WHAT THE EXERCISE ASKS: Emit an exact copy of the lines running from the start of the records to the line containing "process the input", both included.

(Saved data entries)
* * * * *
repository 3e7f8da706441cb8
//! Error types for compositing pipeline operations

use thiserror::Error;

/// Result type alias for compositing pipeline operations
pub type Result<T> = std::result::Result<T, CompositeError>;

/// Error types for every stage of the compositing pipeline
#[derive(Error, Debug)]
pub enum CompositeError {
    /// An operation needed an input image but none has been loaded
    #[error("No input image loaded: {0}")]
    InputMissing(String),

    /// Background replacement was requested before a background was chosen
    #[error("No background image selected: {0}")]
    BackgroundMissing(String),

    /// The segmentation model could not process the input
    #[error("Segmentation failed: {0}")]
    Segmentation(String),

    /// Image dimensions violate a compositing precondition
    #[error("Invalid dimensions: {0}")]
    Dimension(String),

    /// Pixel data cannot be interpreted in the required format
    #[error("Unsupported pixel format: {0}")]
    Format(String),

    /// Input/output errors (file not found, permission denied, etc.)
    #[error("IO error: {0}")]
    Io(#[from] std::io::Error),

    /// Image codec errors
    #[error("Image codec error: {0}")]
    Image(#[from] image::ImageError),

    /// Invalid configuration or parameters
    #[error("Invalid configuration: {0}")]
    InvalidConfig(String),

    /// Model loading or initialization errors
    #[error("Model error: {0}")]
    Model(String),

    /// Backend inference errors
    #[error("Inference error: {0}")]
    Inference(String),
}

impl CompositeError {
    /// Create a new missing-input error
    pub fn input_missing<S: Into<String>>(operation: S) -> Self {
        Self::InputMissing(operation.into())
    }

    /// Create a new missing-background error
    pub fn background_missing<S: Into<String>>(operation: S) -> Self {
        Self::BackgroundMissing(operation.into())
    }

    /// Create a new segmentation error
    pub fn segmentation<S: Into<String>>(msg: S) -> Self {
        Self::Segmentation(msg.into())
    }

    /// Create a new dimension error
    pub fn dimension<S: Into<String>>(msg: S) -> Self {
        Self::Dimension(msg.into())
    }

    /// Create a new format error
    pub fn format<S: Into<String>>(msg: S) -> Self {
        Self::Format(msg.into())
    }

    /// Create a new invalid configuration error
    pub fn invalid_config<S: Into<String>>(msg: S) -> Self {
        Self::InvalidConfig(msg.into())
    }

    /// Create a new model error
    pub fn model<S: Into<String>>(msg: S) -> Self {
        Self::Model(msg.into())
    }

    /// Create a new inference error
    pub fn inference<S: Into<String>>(msg: S) -> Self {
        Self::Inference(msg.into())
    }

    /// Create file I/O error with operation context
    pub fn file_io_error<P: AsRef<std::path::Path>>(
        operation: &str,
        path: P,
        error: &std::io::Error,
    ) -> Self {
        let path_display = path.as_ref().display();
        Self::Io(std::io::Error::new(
            error.kind(),
            format!("Failed to {} '{}': {}", operation, path_display, error),
        ))
    }

    /// Create model error with troubleshooting context
    pub fn model_error_with_context<P: AsRef<std::path::Path>>(
        operation: &str,
        model_path: P,
        error: &str,
        suggestions: &[&str],
    ) -> Self {
        let path_display = model_path.as_ref().display();
        let suggestion_text = if suggestions.is_empty() {
            String::new()
        } else {
            format!(" Suggestions: {}", suggestions.join(", "))
        };

        Self::Model(format!(
            "Failed to {} model '{}': {}.{}",
            operation, path_display, error, suggestion_text
        ))
    }

    /// Create configuration error with valid ranges
    pub fn config_value_error<T: std::fmt::Display>(
        parameter: &str,
        value: T,
        valid_range: &str,
        recommended: Option<T>,
    ) -> Self {
        let recommendation = match recommended {
            Some(rec) => format!(" Recommended: {}", rec),
            None => String::new(),
        };

        Self::InvalidConfig(format!(
            "Invalid {}: {} (valid range: {}).{}",
            parameter, value, valid_range, recommendation
        ))
    }

    /// Whether this error means the session has nothing to operate on yet
    #[must_use]
    pub fn is_missing_input(&self) -> bool {
        matches!(self, Self::InputMissing(_) | Self::BackgroundMissing(_))
    }
}

#[cfg(test)]
mod tests {
    use super::*;
    use std::path::Path;

    #[test]
    fn test_error_creation() {
        let err = CompositeError::input_missing("remove background");
        assert!(matches!(err, CompositeError::InputMissing(_)));
        assert!(err.is_missing_input());

        let err = CompositeError::dimension("foreground has zero area");
        assert!(matches!(err, CompositeError::Dimension(_)));
        assert!(!err.is_missing_input());
    }

    #[test]
    fn test_error_display() {
        let err = CompositeError::segmentation("model rejected input");
        assert_eq!(err.to_string(), "Segmentation failed: model rejected input");

        let err = CompositeError::background_missing("replace background");
        assert_eq!(
            err.to_string(),
            "No background image selected: replace background"
        );
    }

    #[test]
    fn test_contextual_errors() {
        let io_error = std::io::Error::new(std::io::ErrorKind::PermissionDenied, "access denied");
        let err = CompositeError::file_io_error("write output", Path::new("/tmp/out.png"), &io_error);
        let error_string = err.to_string();
        assert!(error_string.contains("write output"));
        assert!(error_string.contains("/tmp/out.png"));

        let err = CompositeError::model_error_with_context(
            "load",
            Path::new("/models/u2net.onnx"),
            "file not found",
            &["check the model path"],
        );
        let error_string = err.to_string();
        assert!(error_string.contains("/models/u2net.onnx"));
        assert!(error_string.contains("Suggestions: check the model path"));

        let err = CompositeError::config_value_error("overlay alpha", 300, "0-255", Some(100));
        let error_string = err.to_string();
        assert!(error_string.contains("overlay alpha"));
        assert!(error_string.contains("0-255"));
        assert!(error_string.contains("Recommended: 100"));
    }
}
use axum::{Json, extract::Extension, http::StatusCode, response::IntoResponse};
use serde::{Deserialize, Serialize};
use sqlx::SqlitePool;
use tracing::{debug, error, instrument};
use utoipa::ToSchema;

use crate::account::{AuthError, UserSummary, service};

#[derive(ToSchema, Serialize, Deserialize, Debug)]
pub struct UserLogin {
    username: String,
    password: String,
}

#[utoipa::path(
    post,
    path= "/user/login",
    request_body = UserLogin,
    responses (
        (status = 200, description = "Login successful", body = [UserSummary], content_type = "application/json"),
        (status = 401, description = "Unauthorized"),
    ),
    tag= "login"
)]
// axum handler for login
#[instrument(skip_all)]
pub async fn login(
    pool: Extension<SqlitePool>,
    payload: Option<Json<UserLogin>>,
) -> impl IntoResponse {
    let user: UserLogin = match payload {
        Some(Json(payload)) => payload,
        None => return (StatusCode::BAD_REQUEST, "Missing payload".to_string()).into_response(),
    };

    debug!(username = %user.username, "login request");

    match service::authenticate(&pool, &user.username, &user.password).await {
        Ok(record) => (StatusCode::OK, Json(UserSummary::from(record))).into_response(),

        // One message for unknown user and wrong password alike.
        Err(AuthError::InvalidCredentials) => {
            debug!("Unauthorized");
            (StatusCode::UNAUTHORIZED, "Unauthorized".to_string()).into_response()
        }

        Err(err) => {
            error!("Error verifying credentials: {err}");
            (
                StatusCode::INTERNAL_SERVER_ERROR,
                "Error verifying credentials".to_string(),
            )
                .into_response()
        }
    }
}

#[cfg(test)]
#[allow(clippy::unwrap_used)]
mod tests {
    use super::*;
    use crate::account::repo::tests::test_pool;
    use crate::account::service::register;
    use axum::body::to_bytes;

    fn payload(username: &str, password: &str) -> Option<Json<UserLogin>> {
        Some(Json(UserLogin {
            username: username.to_string(),
            password: password.to_string(),
        }))
    }

    #[tokio::test]
    async fn ok_with_summary_on_valid_login() {
        let pool = test_pool().await;
        register(&pool, "dave", "d@x.com", "Strongpw1!").await.unwrap();

        let response = login(Extension(pool), payload("dave", "Strongpw1!"))
            .await
            .into_response();
        assert_eq!(response.status(), StatusCode::OK);

        let body = to_bytes(response.into_body(), usize::MAX).await.unwrap();
        let summary: UserSummary = serde_json::from_slice(&body).unwrap();
        assert_eq!(summary.username, "dave");
        assert_eq!(summary.mail, "d@x.com");
    }

    #[tokio::test]
    async fn unknown_user_and_wrong_password_get_the_same_response() {
        let pool = test_pool().await;
        register(&pool, "alice", "a@x.com", "Strongpw1!").await.unwrap();

        let unknown = login(Extension(pool.clone()), payload("nouser", "anything"))
            .await
            .into_response();
        let wrong = login(Extension(pool), payload("alice", "wrongpw"))
            .await
            .into_response();

        assert_eq!(unknown.status(), StatusCode::UNAUTHORIZED);
        assert_eq!(wrong.status(), StatusCode::UNAUTHORIZED);

        let unknown_body = to_bytes(unknown.into_body(), usize::MAX).await.unwrap();
        let wrong_body = to_bytes(wrong.into_body(), usize::MAX).await.unwrap();
        assert_eq!(unknown_body, wrong_body);
    }
}
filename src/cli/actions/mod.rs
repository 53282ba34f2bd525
pub mod server;

#[derive(Debug)]
pub enum Action {
    Server { port: u16, dsn: String },
}
use serde::{Deserialize, Serialize};
use sqlx::{FromRow, Row, sqlite::SqliteRow};
use utoipa::ToSchema;

/// A persisted user row.
///
/// `password_hash` holds the Argon2id PHC string, never the plaintext. The
/// struct is decoded from rows in exactly one place (the [`FromRow`] impl
/// below) with the canonical column order `id, username, mail, password`, so
/// no call site can scan columns into the wrong fields.
#[derive(Debug, Clone, PartialEq, Eq)]
pub struct User {
    pub id: i64,
    pub username: String,
    pub mail: String,
    pub password_hash: String,
}

impl<'r> FromRow<'r, SqliteRow> for User {
    fn from_row(row: &'r SqliteRow) -> Result<Self, sqlx::Error> {
        Ok(Self {
            id: row.try_get("id")?,
            username: row.try_get("username")?,
            mail: row.try_get("mail")?,
            password_hash: row.try_get("password")?,
        })
    }
}

/// Outward-facing projection of a user. Omits the password hash.
#[derive(ToSchema, Serialize, Deserialize, Debug, Clone, PartialEq, Eq)]
pub struct UserSummary {
    pub id: i64,
    pub username: String,
    pub mail: String,
}

impl From<User> for UserSummary {
    fn from(user: User) -> Self {
        Self {
            id: user.id,
            username: user.username,
            mail: user.mail,
        }
    }
}
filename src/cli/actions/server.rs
use crate::api::new;
use crate::cli::actions::Action;
use anyhow::Result;
use url::Url;

/// Handle the server action
pub async fn handle(action: Action) -> Result<()> {
    match action {
        Action::Server { port, dsn } => {
            // Fail fast on an unparseable DSN before touching the database
            let dsn = Url::parse(&dsn)?;

            new(port, dsn.to_string()).await?;
        }
    }

    Ok(())
}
* * * * *
ANSWER SECTION:
repository 3e7f8da706441cb8
//! Error types for compositing pipeline operations

use thiserror::Error;

/// Result type alias for compositing pipeline operations
pub type Result<T> = std::result::Result<T, CompositeError>;

/// Error types for every stage of the compositing pipeline
#[derive(Error, Debug)]
pub enum CompositeError {
    /// An operation needed an input image but none has been loaded
    #[error("No input image loaded: {0}")]
    InputMissing(String),

    /// Background replacement was requested before a background was chosen
    #[error("No background image selected: {0}")]
    BackgroundMissing(String),

    /// The segmentation model could not process the input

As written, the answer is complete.